Pada tahun 711 M, Jabal ibn Tariq, seorang komandan bani Umayah tiba di semenanjung Iberia ( Spanyol-Portugal) melalui selat Gibraltar. ( Nama ini berasal dari kata Jabal Tarik dengan pengucapan lidah barat). Setahun kemudian daratan yang semula berada dibawah kekuasaan kerajaan Kristen Visigothic ini jatuh ke tangan dinasti Umayah. Ketika itu sebagian besar daratan Eropa masih berada didalam kegelapan. Mereka masih hidup terbelakang dan belum mengenal peradaban.

Dari semenanjung inilah sedikit demi sedikit pasukan Umayah berhasil memperluas kekuasaan hingga mencapai sebagian besar wilayah Pay Basque di pegunungan Pirenia-Perancis hingga 200 tahun lamanya. Mereka bahkan hampir menguasai pedalaman Perancis bila saja pada pertempuran di Poitier pada tahun 733 M tidak berhasil dikalahkan pasukan Perancis dibawah raja Frank Charles Martel.

Sementara itu pada tahun 755 M dinasti Umayah di Syam jatuh ke tangan dinasti Abbasiyah yang beraliran Syiah. Abdul Rahman ad-Dakhil, penguasa terakhir dinasti Umayyah berhasil lolos dari kejaran Abbasiyah dan menyelamatkan diri ke Spanyol. Di negri ini ia berhasil mempertahankan satu-satunya kekuasaan dinasti Umayah yang tertinggal dan mendirikan kerajaan Andalusia yang lepas dari kekuasaan pusat Abasiyah.

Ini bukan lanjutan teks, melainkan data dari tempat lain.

//! Frame scheduler coordinating every active timeline.
//!
//! The `Scheduler` is the registry all per-frame animation runs through. It
//! handles:
//! - Registering timelines, one per `(owner, property)` pair
//! - Cancelling the previous timeline when a property is re-animated
//! - Advancing all timelines once per tick, in registration order
//! - Running completion callbacks exactly once
//! - Reporting completion to state machines that poll for it
//! - Cancelling everything a component owns in one call
//!
//! # Usage
//!
//! ```
//! use playable_scene::animation::{AnimatableProperty, EasingFunction, OwnerId, Scheduler, TimelineStatus};
//!
//! let mut scheduler = Scheduler::new();
//! let owner = OwnerId::new();
//!
//! let id = scheduler.tween(owner, AnimatableProperty::Reveal, 0.0, 1.0, 0.5, EasingFunction::Linear);
//! scheduler.tick(0.25);
//! assert_eq!(scheduler.value(owner, AnimatableProperty::Reveal), Some(0.5));
//!
//! scheduler.tick(0.25);
//! assert_eq!(scheduler.poll(id), TimelineStatus::Completed { value: 1.0 });
//! ```

use std::collections::{BTreeMap, HashMap};

use super::easing::EasingFunction;
use super::events::{EventQueue, TimelineEvent};
use super::timeline::{Driver, Timeline};
use super::types::{AnimatableProperty, OwnerId, TimelineId};

/// Callback invoked once when a timeline finishes.
pub struct CompletionCallback(Box<dyn FnOnce() + Send>);

impl std::fmt::Debug for CompletionCallback {
    fn fmt(&self, f: &mut std::fmt::Formatter<'_>) -> std::fmt::Result {
        f.write_str("CompletionCallback")
    }
}

/// Result of polling a timeline.
#[derive(Debug, Clone, Copy, PartialEq)]
pub enum TimelineStatus {
    /// Still registered.
    Active,
    /// Reached its target since the last poll. Reported once.
    Completed { value: f32 },
    /// Cancelled, already reported, or never registered.
    Gone,
}

/// Central registry for all active timelines.
#[derive(Debug, Default)]
pub struct Scheduler {
    /// Active timelines. Ids grow monotonically so iteration order is
    /// registration order.
    timelines: BTreeMap<TimelineId, Timeline>,

    /// Only one timeline can be active per (owner, property) pair.
    property_index: HashMap<(OwnerId, AnimatableProperty), TimelineId>,

    callbacks: HashMap<TimelineId, CompletionCallback>,

    /// Finished timelines awaiting a `poll`, with their pair and final value.
    settled: HashMap<TimelineId, (OwnerId, AnimatableProperty, f32)>,

    /// Last finished timeline per pair. A replacement on the pair drops its
    /// unpolled completion.
    settled_index: HashMap<(OwnerId, AnimatableProperty), TimelineId>,

    frame: u64,

    event_queue: EventQueue,
}

impl Scheduler {
    /// Create a new scheduler.
    pub fn new() -> Self {
        Self::default()
    }

    /// Register a timeline for `(owner, property)`.
    ///
    /// Any timeline already animating the same pair is cancelled first and its
    /// completion callback is dropped without running.
    pub fn animate(
        &mut self,
        owner: OwnerId,
        property: AnimatableProperty,
        driver: Driver,
    ) -> TimelineId {
        self.cancel_property(owner, property);
        if let Some(stale) = self.settled_index.remove(&(owner, property)) {
            self.settled.remove(&stale);
        }

        let timeline = Timeline::new(owner, property, driver);
        let id = timeline.id;

        self.event_queue.push(TimelineEvent::Started {
            timeline_id: id,
            owner,
            property,
        });

        self.timelines.insert(id, timeline);
        self.property_index.insert((owner, property), id);

        id
    }

    /// Start a fixed-duration tween. Durations are in seconds.
    pub fn tween(
        &mut self,
        owner: OwnerId,
        property: AnimatableProperty,
        from: f32,
        to: f32,
        duration: f32,
        easing: EasingFunction,
    ) -> TimelineId {
        self.animate(owner, property, Driver::tween(from, to, duration, easing))
    }

    /// Start a fixed per-frame step from `from` to `to`.
    pub fn step(
        &mut self,
        owner: OwnerId,
        property: AnimatableProperty,
        from: f32,
        to: f32,
        step: f32,
    ) -> TimelineId {
        self.animate(owner, property, Driver::step(from, to, step))
    }

    /// Attach a completion callback to an active timeline.
    ///
    /// Returns `false` if the timeline is not active.
    pub fn on_complete<F>(&mut self, id: TimelineId, callback: F) -> bool
    where
        F: FnOnce() + Send + 'static,
    {
        if !self.timelines.contains_key(&id) {
            return false;
        }
        self.callbacks.insert(id, CompletionCallback(Box::new(callback)));
        true
    }

    /// Advance every active timeline by one frame of `dt` seconds.
    ///
    /// Timelines advance in registration order. Finished timelines are
    /// unregistered, then their callbacks run in the same order.
    pub fn tick(&mut self, dt: f32) {
        self.frame += 1;

        if self.timelines.is_empty() {
            return;
        }

        let mut finished = Vec::new();
        for (id, timeline) in self.timelines.iter_mut() {
            if !timeline.update(dt) {
                finished.push(*id);
            }
        }

        for id in finished {
            let Some(timeline) = self.timelines.remove(&id) else {
                continue;
            };
            self.property_index.remove(&(timeline.owner, timeline.property));
            self.settled
                .insert(id, (timeline.owner, timeline.property, timeline.value()));
            self.settled_index
                .insert((timeline.owner, timeline.property), id);
            self.event_queue.push(TimelineEvent::Completed {
                timeline_id: id,
                owner: timeline.owner,
                property: timeline.property,
            });

            if let Some(CompletionCallback(callback)) = self.callbacks.remove(&id) {
                callback();
            }
        }
    }

    /// Number of ticks processed so far.
    pub fn frame(&self) -> u64 {
        self.frame
    }

    /// Current value of the timeline animating `(owner, property)`.
    pub fn value(&self, owner: OwnerId, property: AnimatableProperty) -> Option<f32> {
        let id = self.property_index.get(&(owner, property))?;
        self.timelines.get(id).map(Timeline::value)
    }

    /// Current value of an active timeline.
    pub fn timeline_value(&self, id: TimelineId) -> Option<f32> {
        self.timelines.get(&id).map(Timeline::value)
    }

    /// Move the target of a smoothing timeline.
    pub fn set_target(&mut self, id: TimelineId, target: f32) -> bool {
        self.timelines
            .get_mut(&id)
            .is_some_and(|timeline| timeline.retarget(target))
    }

    /// Report whether a timeline is still active or has completed.
    ///
    /// `Completed` is returned once per finished timeline; later polls report
    /// `Gone`.
    pub fn poll(&mut self, id: TimelineId) -> TimelineStatus {
        if self.timelines.contains_key(&id) {
            return TimelineStatus::Active;
        }
        match self.settled.remove(&id) {
            Some((owner, property, value)) => {
                if self.settled_index.get(&(owner, property)) == Some(&id) {
                    self.settled_index.remove(&(owner, property));
                }
                TimelineStatus::Completed { value }
            }
            None => TimelineStatus::Gone,
        }
    }

    /// Cancel a timeline by ID. Its completion callback never runs.
    pub fn cancel(&mut self, id: TimelineId) -> bool {
        let Some(mut timeline) = self.timelines.remove(&id) else {
            return false;
        };
        timeline.cancel();
        self.property_index.remove(&(timeline.owner, timeline.property));
        self.callbacks.remove(&id);
        self.event_queue.push(TimelineEvent::Cancelled {
            timeline_id: id,
            owner: timeline.owner,
            property: timeline.property,
        });
        true
    }

    /// Cancel the timeline animating `(owner, property)`, if any.
    pub fn cancel_property(&mut self, owner: OwnerId, property: AnimatableProperty) -> bool {
        match self.property_index.get(&(owner, property)).copied() {
            Some(id) => self.cancel(id),
            None => false,
        }
    }

    /// Cancel every timeline owned by `owner` and forget its unpolled
    /// completions. Returns the number of timelines cancelled.
    pub fn cancel_owner(&mut self, owner: OwnerId) -> usize {
        let ids: Vec<TimelineId> = self
            .timelines
            .values()
            .filter(|t| t.owner == owner)
            .map(|t| t.id)
            .collect();

        self.settled.retain(|_, (settled_owner, _, _)| *settled_owner != owner);
        self.settled_index
            .retain(|(settled_owner, _), _| *settled_owner != owner);

        ids.into_iter().filter(|id| self.cancel(*id)).count()
    }

    /// Check if a timeline is registered.
    pub fn is_active(&self, id: TimelineId) -> bool {
        self.timelines.contains_key(&id)
    }

    /// Get the number of registered timelines.
    pub fn active_count(&self) -> usize {
        self.timelines.len()
    }

    /// Get the number of registered timelines owned by `owner`.
    pub fn owner_count(&self, owner: OwnerId) -> usize {
        self.timelines.values().filter(|t| t.owner == owner).count()
    }

    /// Cancel everything and forget unpolled completions.
    pub fn clear(&mut self) {
        let ids: Vec<TimelineId> = self.timelines.keys().copied().collect();
        for id in ids {
            self.cancel(id);
        }
        self.settled.clear();
        self.settled_index.clear();
    }

    // ========================================================================
    // Event Methods
    // ========================================================================

    /// Drain all pending events from the queue.
    pub fn drain_events(&mut self) -> impl Iterator<Item = TimelineEvent> + '_ {
        self.event_queue.drain()
    }

    /// Clear all pending events without processing them.
    pub fn clear_events(&mut self) {
        self.event_queue.clear();
    }
}

// Completion callbacks are `Send`, so the scheduler can move across threads
// together with the rest of the presentation state.
static_assertions::assert_impl_all!(Scheduler: Send);
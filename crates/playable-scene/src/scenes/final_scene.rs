use tracing::info;

use crate::context::Context;
use crate::display::{DisplayList, Transform};
use crate::elements::final_result_popup::FinalResultPopup;
use crate::elements::label::Label;
use crate::scene::{Scene, SceneEvent, SceneKind, SceneRoot};

/// Closing scene. Requests the result popup the first time it becomes
/// current.
#[derive(Debug)]
pub struct FinalScene {
    root: SceneRoot,
    title: Label,
    celebrated: bool,
}

impl FinalScene {
    pub fn new(ctx: &mut Context) -> Self {
        let title = Label::new(ctx, "Final scene", 40.0);
        let mut scene = Self {
            root: SceneRoot::new(),
            title,
            celebrated: false,
        };
        let (width, height) = (ctx.viewport().width(), ctx.viewport().height());
        scene.resize(ctx, width, height);
        scene
    }

    pub fn create(ctx: &mut Context) -> Box<dyn Scene> {
        Box::new(Self::new(ctx))
    }

    pub fn title(&self) -> &Label {
        &self.title
    }
}

impl Scene for FinalScene {
    fn kind(&self) -> SceneKind {
        SceneKind::Final
    }

    fn root(&self) -> &SceneRoot {
        &self.root
    }

    fn root_mut(&mut self) -> &mut SceneRoot {
        &mut self.root
    }

    fn resize(&mut self, _ctx: &mut Context, width: f32, height: f32) {
        self.title.set_position(width / 2.0, height / 2.0);
    }

    fn on_enter(&mut self, ctx: &mut Context) {
        if self.celebrated {
            return;
        }
        self.celebrated = true;
        info!("final scene reached, showing result");
        let popup = FinalResultPopup::new(ctx);
        self.root.emit(SceneEvent::ShowOverlay(Box::new(popup)));
        ctx.sound.play_win();
    }

    fn update(&mut self, ctx: &mut Context) {
        self.title.update(ctx);
    }

    fn draw_content(&self, ctx: &Context, parent: Transform, list: &mut DisplayList) {
        self.title.draw(ctx, parent, list);
    }

    fn teardown(&mut self, ctx: &mut Context) {
        self.title.destroy(ctx);
    }
}

#[cfg(test)]
mod tests {
    use super::*;
    use playable_config::PlayableConfig;

    #[test]
    fn test_requests_popup_once() {
        let mut ctx = Context::with_defaults(PlayableConfig::default());
        let mut scene = FinalScene::new(&mut ctx);

        scene.on_enter(&mut ctx);
        let events = scene.drain_events();
        assert!(matches!(events.as_slice(), [SceneEvent::ShowOverlay(_)]));

        scene.on_enter(&mut ctx);
        assert!(scene.drain_events().is_empty());
    }

    #[test]
    fn test_title_centered() {
        let mut ctx = Context::with_defaults(PlayableConfig::default());
        let mut scene = FinalScene::new(&mut ctx);
        assert_eq!(scene.title().position, [360.0, 640.0]);

        scene.resize(&mut ctx, 1280.0, 720.0);
        let mut list = DisplayList::new(1280.0, 720.0);
        scene.draw(&ctx, &mut list);
        assert_eq!(list.texts(), vec!["Final scene"]);
        assert_eq!(list.commands[0].transform().translation, [640.0, 360.0]);
    }
}
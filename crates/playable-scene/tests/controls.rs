mod common;

use common::{DT, context_with_audio};
use playable_scene::elements::{Button, ButtonState, ButtonStyle};

#[test]
fn disabled_button_is_silent_and_inert() {
    let (mut ctx, audio) = context_with_audio();
    let mut button = Button::new(&mut ctx, "Install", ButtonStyle::default());

    button.disable(&mut ctx);
    assert!(!button.pointer_down(&mut ctx));
    assert!(!button.pointer_up(&mut ctx));
    assert!(audio.played().is_empty());

    button.enable();
    assert!(button.pointer_down(&mut ctx));
    assert!(button.pointer_up(&mut ctx));
    assert_eq!(audio.played(), vec!["button_click".to_string()]);
}

#[test]
fn rapid_presses_converge_to_rest_scale() {
    let (mut ctx, _) = context_with_audio();
    let mut button = Button::new(&mut ctx, "Go to Final", ButtonStyle::default());

    for i in 0..50 {
        if i % 2 == 0 {
            button.pointer_down(&mut ctx);
        } else {
            button.pointer_up(&mut ctx);
        }
        ctx.scheduler.tick(DT);
    }
    button.pointer_up(&mut ctx);

    let mut frames = 0;
    while button.scale(&ctx) != 1.0 {
        ctx.scheduler.tick(DT);
        frames += 1;
        assert!(frames <= 60, "press scale did not settle");
    }
}

#[test]
fn press_scale_never_leaves_pressed_range() {
    let (mut ctx, _) = context_with_audio();
    let mut button = Button::new(&mut ctx, "Install", ButtonStyle::default());

    button.pointer_down(&mut ctx);
    for _ in 0..10 {
        ctx.scheduler.tick(DT);
        let scale = button.scale(&ctx);
        assert!((0.9..=1.0).contains(&scale));
    }
    button.pointer_up(&mut ctx);
    for _ in 0..60 {
        ctx.scheduler.tick(DT);
        let scale = button.scale(&ctx);
        assert!((0.9..=1.0).contains(&scale));
    }
    assert_eq!(button.scale(&ctx), 1.0);
}

#[test]
fn muted_sound_board_blocks_click() {
    let (mut ctx, audio) = context_with_audio();
    ctx.sound.mute();
    let mut button = Button::new(&mut ctx, "Install", ButtonStyle::default());

    assert!(button.pointer_down(&mut ctx));
    assert!(audio.played().is_empty());

    ctx.sound.unmute();
    button.pointer_up(&mut ctx);
    button.pointer_down(&mut ctx);
    assert_eq!(audio.count("button_click"), 1);
}

#[test]
fn cue_pulse_ignores_presses() {
    let (mut ctx, _) = context_with_audio();
    let mut pressed = Button::new(&mut ctx, "Install", ButtonStyle::default());
    let mut idle = Button::new(&mut ctx, "Install", ButtonStyle::default());
    pressed.show_cue(&mut ctx);
    idle.show_cue(&mut ctx);

    for frame in 0..30 {
        if frame % 3 == 0 {
            pressed.pointer_down(&mut ctx);
        } else {
            pressed.pointer_up(&mut ctx);
        }
        ctx.scheduler.tick(DT);
        assert_eq!(pressed.cue_scale(&ctx), idle.cue_scale(&ctx));
    }
    assert!(pressed.is_cue_visible());

    pressed.hide_cue(&mut ctx);
    assert_eq!(pressed.cue_scale(&ctx), None);
    assert!(idle.cue_scale(&ctx).is_some());
}

#[test]
fn cancelled_press_returns_to_rest_without_click() {
    let (mut ctx, _) = context_with_audio();
    let mut button = Button::new(&mut ctx, "Go to Final", ButtonStyle::default());

    button.pointer_down(&mut ctx);
    button.cancel_press(&mut ctx);
    assert_eq!(button.state(), ButtonState::Normal);
    assert_eq!(button.target_scale(), 1.0);
    assert!(!button.pointer_up(&mut ctx));

    button.disable(&mut ctx);
    button.cancel_press(&mut ctx);
    assert_eq!(button.state(), ButtonState::Disabled);
}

Dibawah kekuasaan Abdul Rahman an-Nashir, yang berkuasa antara tahun 912-961, Andalusia mencapai kejayaan pada segala bidang kehidupan. Kerajaan ini secara mutlak menguasai seluruh semenanjung Iberia selama 275 tahun, yaitu hingga tahun 1030 M. Sayang setelah itu ia terpecah menjadi lebih dari 20 ‘ muluk thawaif’ atau kerajaan-kerajaan kecil yang lemah dan menyebar diseluruh Iberia. Yang terkenal diantaranya adalah kerajaan Seville ( 1056-1147) dan Granada ( 1237-1492) sebelum akhirnya benar-benar lenyap setelah ditaklukkan kerajaan Kristen dibawah raja Castilla, Ferdinand II. Kerajaan-kerajaan kecil Islam ini jatuh disebabkan tidak adanya persatuan di dalam tubuh mereka.

“ Kamu akan melihat kepada orang-orang Mukmin itu dalam hal kasih-sayang diantara mereka, dalam kecintaan dan belas kasihan diantara mereka adalah seperti satu tubuh. Jika satu anggota tubuh itu merasa sakit maka akan menjalarlah kesakitan itu pada anggota tubuh yang lain dengan menyebabkan tidak dapat tidur dan merasakan demam”. (HR Bukhari).

Jadi pihak Kristen sebenarnya hanya memanfaatkan kelemahan tersebut. Orang Spanyol menamakan peristiwa kemenangan mereka itu ‘Reconquista’ yang berarti Penaklukan Kembali. Namun berbeda dengan ketika pasukan Islam berhasil menaklukkan Spanyol dan sekitarnya. Ketika itu penguasa Muslim memberikan 2 pilihan kepada penduduk yang dikalahkannya ; memeluk Islam atau membayar jiziyah ( semacam zakat yang khusus dikenakan kepada non Muslim/kaum dzimmi). Tetapi ketika penguasa Kristen mengalahkan Islam, sebagian besar penduduknya dibantai. Antisemitisme ( budaya membenci orang Yahudi), pengusiran dan pembantaian Muslim adalah hal yang biasa terjadi pada era tersebut.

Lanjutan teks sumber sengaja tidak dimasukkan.